Indépendamment de cette évolution globale, le contexte de l’Europe centrale et orientale, de l’espace post-soviétique et des pays qui se sont inspirés de ce modèle dresse un rapport singulier entre l’Etat et la démocratie. L’Etat est le mal aimé de la transition démocratique car il est perçu comme le “fief” d’un parti ou “la propriété” de la classe dirigeante. On a pu observer que les acteurs des transitions à l’Est ont eu du mal à séparer l’Etat d’une tendance politique ou idéologique particulière, notamment lorsqu’il s’est agi de discuter de la forme de l’Etat, monarchique ou républicaine. Il y a sans doute ici un besoin d’éducation à l’idée de neutralité de l’Etat qui le place au-dessus des partis et des majorités circonstancielles pour, par exemple, restaurer à l’opposition sa pleine place au sein de l’Etat, et non pas en dehors, et sa fonction essentielle pour le fonctionnement de la démocratie. L’Etat doit aider à consolider la politique démocratique et permettre la confrontation des idées politiques (débats, programmes partisans, projets législatifs) pour installer la culture démocratique en profondeur. L’Etat doit s’imposer comme le lieu où négociation et compromis sont des valeurs légitimantes des décisions, comme instance primordiale d’une nouvelle régulation politique pour que les pulsions de l’opinion intègrent les rythmes plus longs et les mouvements plus profonds de la vie politique.
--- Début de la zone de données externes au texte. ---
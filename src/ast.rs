use std::fmt;

use crate::stack::ensure_sufficient_stack;

/// One of the four two-operand arithmetic functions.
#[derive(Debug, Clone, Copy, PartialEq, Eq, Hash)]
pub enum ArithmeticFunction {
    /// `add(a, b)`
    Add,
    /// `sub(a, b)`
    Sub,
    /// `multi(a, b)`
    Multi,
    /// `div(a, b)`, truncating toward zero.
    Div,
}

impl ArithmeticFunction {
    /// Every arithmetic function, in declaration order.
    pub const ALL: [Self; 4] = [Self::Add, Self::Sub, Self::Multi, Self::Div];

    /// Returns the lower-case keyword naming this function.
    #[must_use]
    pub const fn name(self) -> &'static str {
        match self {
            Self::Add => "add",
            Self::Sub => "sub",
            Self::Multi => "multi",
            Self::Div => "div",
        }
    }

    /// Looks up a function by its lower-case keyword.
    #[must_use]
    pub fn from_name(name: &str) -> Option<Self> {
        Self::ALL.into_iter().find(|f| f.name() == name)
    }
}

impl fmt::Display for ArithmeticFunction {
    fn fmt(&self, f: &mut fmt::Formatter<'_>) -> fmt::Result {
        f.write_str(self.name())
    }
}

/// A node of the call tree built by the parser and reduced by the evaluator.
///
/// Leaves are integer literals and variable references. Interior nodes are
/// arithmetic function calls and `let` bindings; their arity is fixed by the
/// variant, the delimiters that surrounded them in the source are checked by
/// the parser and not kept.
///
/// Each node owns its children, so the tree can be consumed and rebuilt
/// during reduction without any sharing.
#[derive(Debug, Clone, PartialEq, Eq)]
pub enum Node {
    /// Decimal text of an integer, e.g. `-42`.
    Literal(String),
    /// A variable reference, e.g. `a`.
    Variable(String),
    /// `function(left, right)`
    Function {
        /// The function applied to the operands.
        function: ArithmeticFunction,
        /// First operand.
        left:     Box<Self>,
        /// Second operand.
        right:    Box<Self>,
    },
    /// `let(name, value, body)`
    Let {
        /// The bound name. Normally a variable.
        name:  Box<Self>,
        /// The expression bound to `name`.
        value: Box<Self>,
        /// The scope in which `name` is visible.
        body:  Box<Self>,
    },
}

impl Node {
    /// Builds a literal leaf holding `value`.
    #[must_use]
    pub fn literal(value: i32) -> Self {
        Self::Literal(value.to_string())
    }

    /// Returns the text of a leaf, or `None` for interior nodes.
    #[must_use]
    pub fn label(&self) -> Option<&str> {
        match self {
            Self::Literal(text) | Self::Variable(text) => Some(text),
            Self::Function { .. } | Self::Let { .. } => None,
        }
    }

    /// Returns `true` if this node is a literal or a variable.
    #[must_use]
    pub const fn is_leaf(&self) -> bool {
        matches!(self, Self::Literal(_) | Self::Variable(_))
    }

    /// Compares the labels of two leaves, ignoring case.
    ///
    /// This is a shallow check: the kind of leaf is not taken into account,
    /// so a literal `5` matches a binding named `5`. Interior nodes never
    /// match anything.
    ///
    /// # Examples
    /// ```
    /// use letcalc::ast::Node;
    ///
    /// let a = Node::Variable("a".to_string());
    /// assert!(a.same_label(&Node::Variable("A".to_string())));
    /// assert!(!a.same_label(&Node::literal(5)));
    /// ```
    #[must_use]
    pub fn same_label(&self, other: &Self) -> bool {
        match (self.label(), other.label()) {
            (Some(a), Some(b)) => a.eq_ignore_ascii_case(b),
            _ => false,
        }
    }

    /// Counts the nodes of this tree, including `self`.
    #[must_use]
    pub fn node_count(&self) -> usize {
        ensure_sufficient_stack(|| match self {
            Self::Literal(_) | Self::Variable(_) => 1,
            Self::Function { left, right, .. } => 1 + left.node_count() + right.node_count(),
            Self::Let { name, value, body } => {
                1 + name.node_count() + value.node_count() + body.node_count()
            },
        })
    }

    /// Returns `true` if some leaf of this tree has the same label as `leaf`,
    /// as decided by [`Node::same_label`].
    #[must_use]
    pub fn mentions(&self, leaf: &Self) -> bool {
        ensure_sufficient_stack(|| match self {
            Self::Literal(_) | Self::Variable(_) => self.same_label(leaf),
            Self::Function { left, right, .. } => left.mentions(leaf) || right.mentions(leaf),
            Self::Let { name, value, body } => {
                name.mentions(leaf) || value.mentions(leaf) || body.mentions(leaf)
            },
        })
    }

    /// Returns the first variable found in a depth-first, left-to-right walk.
    #[must_use]
    pub fn first_variable(&self) -> Option<&str> {
        ensure_sufficient_stack(|| match self {
            Self::Literal(_) => None,
            Self::Variable(name) => Some(name.as_str()),
            Self::Function { left, right, .. } => {
                left.first_variable().or_else(|| right.first_variable())
            },
            Self::Let { name, value, body } => name.first_variable()
                                                   .or_else(|| value.first_variable())
                                                   .or_else(|| body.first_variable()),
        })
    }
}

impl fmt::Display for Node {
    fn fmt(&self, f: &mut fmt::Formatter<'_>) -> fmt::Result {
        ensure_sufficient_stack(|| match self {
            Self::Literal(text) | Self::Variable(text) => f.write_str(text),
            Self::Function { function, left, right } => write!(f, "{function}({left},{right})"),
            Self::Let { name, value, body } => write!(f, "let({name},{value},{body})"),
        })
    }
}
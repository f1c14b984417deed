use std::iter::Peekable;

use crate::{
    ast::Node,
    error::{EvalResult, EvaluationError},
    interpreter::{lexer::Token, parser::core::parse_expression},
};

/// Consumes the `(` that must follow a keyword.
///
/// # Parameters
/// - `tokens`: Token iterator positioned right after the keyword.
/// - `keyword_at`: Offset of the keyword, reported on failure.
///
/// # Errors
/// `ParenthesisMismatch` if the next token is anything but `(`, or if the
/// input ends.
pub(in crate::interpreter::parser) fn expect_open<'a, I>(tokens: &mut Peekable<I>,
                                                         keyword_at: usize)
                                                         -> EvalResult<()>
    where I: Iterator<Item = &'a (Token, usize)>
{
    match tokens.next() {
        Some((Token::LParen, _)) => Ok(()),
        Some((_, position)) => Err(EvaluationError::ParenthesisMismatch { position: *position }),
        None => Err(EvaluationError::ParenthesisMismatch { position: keyword_at }),
    }
}

/// Consumes the `,` separating two arguments of a call.
///
/// # Parameters
/// - `tokens`: Token iterator positioned after an argument.
/// - `call`: Name of the call being parsed, used in the error message.
/// - `opened_at`: Offset of the call's keyword.
///
/// # Errors
/// - `InvalidArguments` if another token stands where the comma belongs,
///   which is how a missing argument shows up.
/// - `ParenthesisMismatch` if the input ends.
pub(in crate::interpreter::parser) fn expect_separator<'a, I>(tokens: &mut Peekable<I>,
                                                              call: &str,
                                                              opened_at: usize)
                                                              -> EvalResult<()>
    where I: Iterator<Item = &'a (Token, usize)>
{
    match tokens.next() {
        Some((Token::Comma, _)) => Ok(()),
        Some((token, position)) => {
            Err(EvaluationError::invalid_arguments(format!("expected ',' in '{call}', found \
                                                            '{token}' at position {position}")))
        },
        None => Err(EvaluationError::ParenthesisMismatch { position: opened_at }),
    }
}

/// Consumes the `)` closing a call.
///
/// # Errors
/// - `InvalidArguments` if a comma follows the last argument (too many
///   arguments) or any other token stands where `)` belongs.
/// - `ParenthesisMismatch` if the input ends.
pub(in crate::interpreter::parser) fn expect_close<'a, I>(tokens: &mut Peekable<I>,
                                                          call: &str,
                                                          opened_at: usize)
                                                          -> EvalResult<()>
    where I: Iterator<Item = &'a (Token, usize)>
{
    match tokens.next() {
        Some((Token::RParen, _)) => Ok(()),
        Some((Token::Comma, position)) => {
            Err(EvaluationError::invalid_arguments(format!("too many arguments for '{call}' \
                                                            at position {position}")))
        },
        Some((token, position)) => {
            Err(EvaluationError::invalid_arguments(format!("expected ')' in '{call}', found \
                                                            '{token}' at position {position}")))
        },
        None => Err(EvaluationError::ParenthesisMismatch { position: opened_at }),
    }
}

/// Parses one argument of a call.
///
/// Running out of tokens inside a call means its `)` was never seen, so the
/// end of input is reported as a parenthesis mismatch at the call's keyword
/// rather than as missing input.
pub(in crate::interpreter::parser) fn parse_argument<'a, I>(tokens: &mut Peekable<I>,
                                                            opened_at: usize)
                                                            -> EvalResult<Node>
    where I: Iterator<Item = &'a (Token, usize)>
{
    if tokens.peek().is_none() {
        return Err(EvaluationError::ParenthesisMismatch { position: opened_at });
    }
    parse_expression(tokens)
}
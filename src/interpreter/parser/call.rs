use std::iter::Peekable;

use log::trace;

use crate::{
    ast::Node,
    error::EvalResult,
    interpreter::{
        lexer::{Keyword, Token},
        parser::utils::{expect_close, expect_open, expect_separator, parse_argument},
    },
};

/// Parses the parenthesised argument list following a keyword.
///
/// Syntax:
/// ```text
///     let(<name>, <value>, <body>)
///     add(<left>, <right>)      (likewise sub, multi, div)
/// ```
///
/// # Parameters
/// - `tokens`: Token stream positioned right after the keyword.
/// - `keyword`: The keyword that opened the call.
/// - `position`: Offset of the keyword.
///
/// # Returns
/// A `Node::Let` or `Node::Function`.
///
/// # Errors
/// - `ParenthesisMismatch` if the keyword is not followed by `(`, or the
///   input ends inside the call.
/// - `InvalidArguments` if a separator is missing or misplaced, or the call
///   has too many arguments.
pub fn parse_call<'a, I>(tokens: &mut Peekable<I>,
                         keyword: Keyword,
                         position: usize)
                         -> EvalResult<Node>
    where I: Iterator<Item = &'a (Token, usize)>
{
    expect_open(tokens, position)?;

    let node = match keyword {
        Keyword::Let => parse_let_arguments(tokens, position)?,
        Keyword::Function(function) => {
            let call = function.name();
            let left = parse_argument(tokens, position)?;
            expect_separator(tokens, call, position)?;
            let right = parse_argument(tokens, position)?;
            expect_close(tokens, call, position)?;

            Node::Function { function,
                             left: Box::new(left),
                             right: Box::new(right) }
        },
    };

    trace!("parsed call at {position}: {node}");
    Ok(node)
}

fn parse_let_arguments<'a, I>(tokens: &mut Peekable<I>, position: usize) -> EvalResult<Node>
    where I: Iterator<Item = &'a (Token, usize)>
{
    let name = parse_argument(tokens, position)?;
    expect_separator(tokens, "let", position)?;
    let value = parse_argument(tokens, position)?;
    expect_separator(tokens, "let", position)?;
    let body = parse_argument(tokens, position)?;
    expect_close(tokens, "let", position)?;

    Ok(Node::Let { name:  Box::new(name),
                   value: Box::new(value),
                   body:  Box::new(body), })
}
« La situation est d’autant plus délicate dans les jeunes démocraties d’Europe centrale et orientale que le temps de la société civile vient, avec son incontournable, l’opinion publique, sans que, au préalable, l’institution étatique – représentative – ait pu être consolidée, comme cadre ou “correctif” du libre jeu des forces sur le “marché” ouvert de l’opinion publique » (3).

L’Etat est concurrencé dans son rôle par la « légitimité nouvelle du Marché, désormais présent dans l’espace politique » (4). Pour réaliser leur transition, les pays d’Europe centrale et orientale (PECO) avaient deux urgences : se débarrasser de l’Etat-parti et construire le marché économique. Le capitalisme concurrentiel impliquant une massive désétatisation de l’économie administrée, le marché s’est engouffré dans cet appel d’air provoqué par l’implosion du bureaucratisme réel. L’Etat étant perçu par la perversion de ses fonctions – appareil répressif et bureaucratique – le contexte était particulièrement réceptif à l’idée de marché qui passe complètement au-dessus de l’Etat. On constate une forte promotion de l’économisme parmi les référentiels majeurs des nouveaux discours de légitimation, le marché est prometteur de liberté et de bien-être. La gouvernance de la transition et la mobilisation politique sont organisées sur la base de la croyance que la démocratie politique est productrice de richesses économiques plus qu’elle n’en est dépendante . Les référentiels économiques recueillent la préférence et infiltrent la sphère politique. Les idées politiques tendent à devenir des marchandises et le citoyen se fait consommateur ; le lien politique cède alors la place au lien commercial. Dans les démocraties les plus anciennes, cette évolution se superpose à un acquis historique de l’Etat démocratique. Dans les PECO en revanche, l’Etat n’a pas encore connu un Etat démocratique durable, sa construction commence ou recommence.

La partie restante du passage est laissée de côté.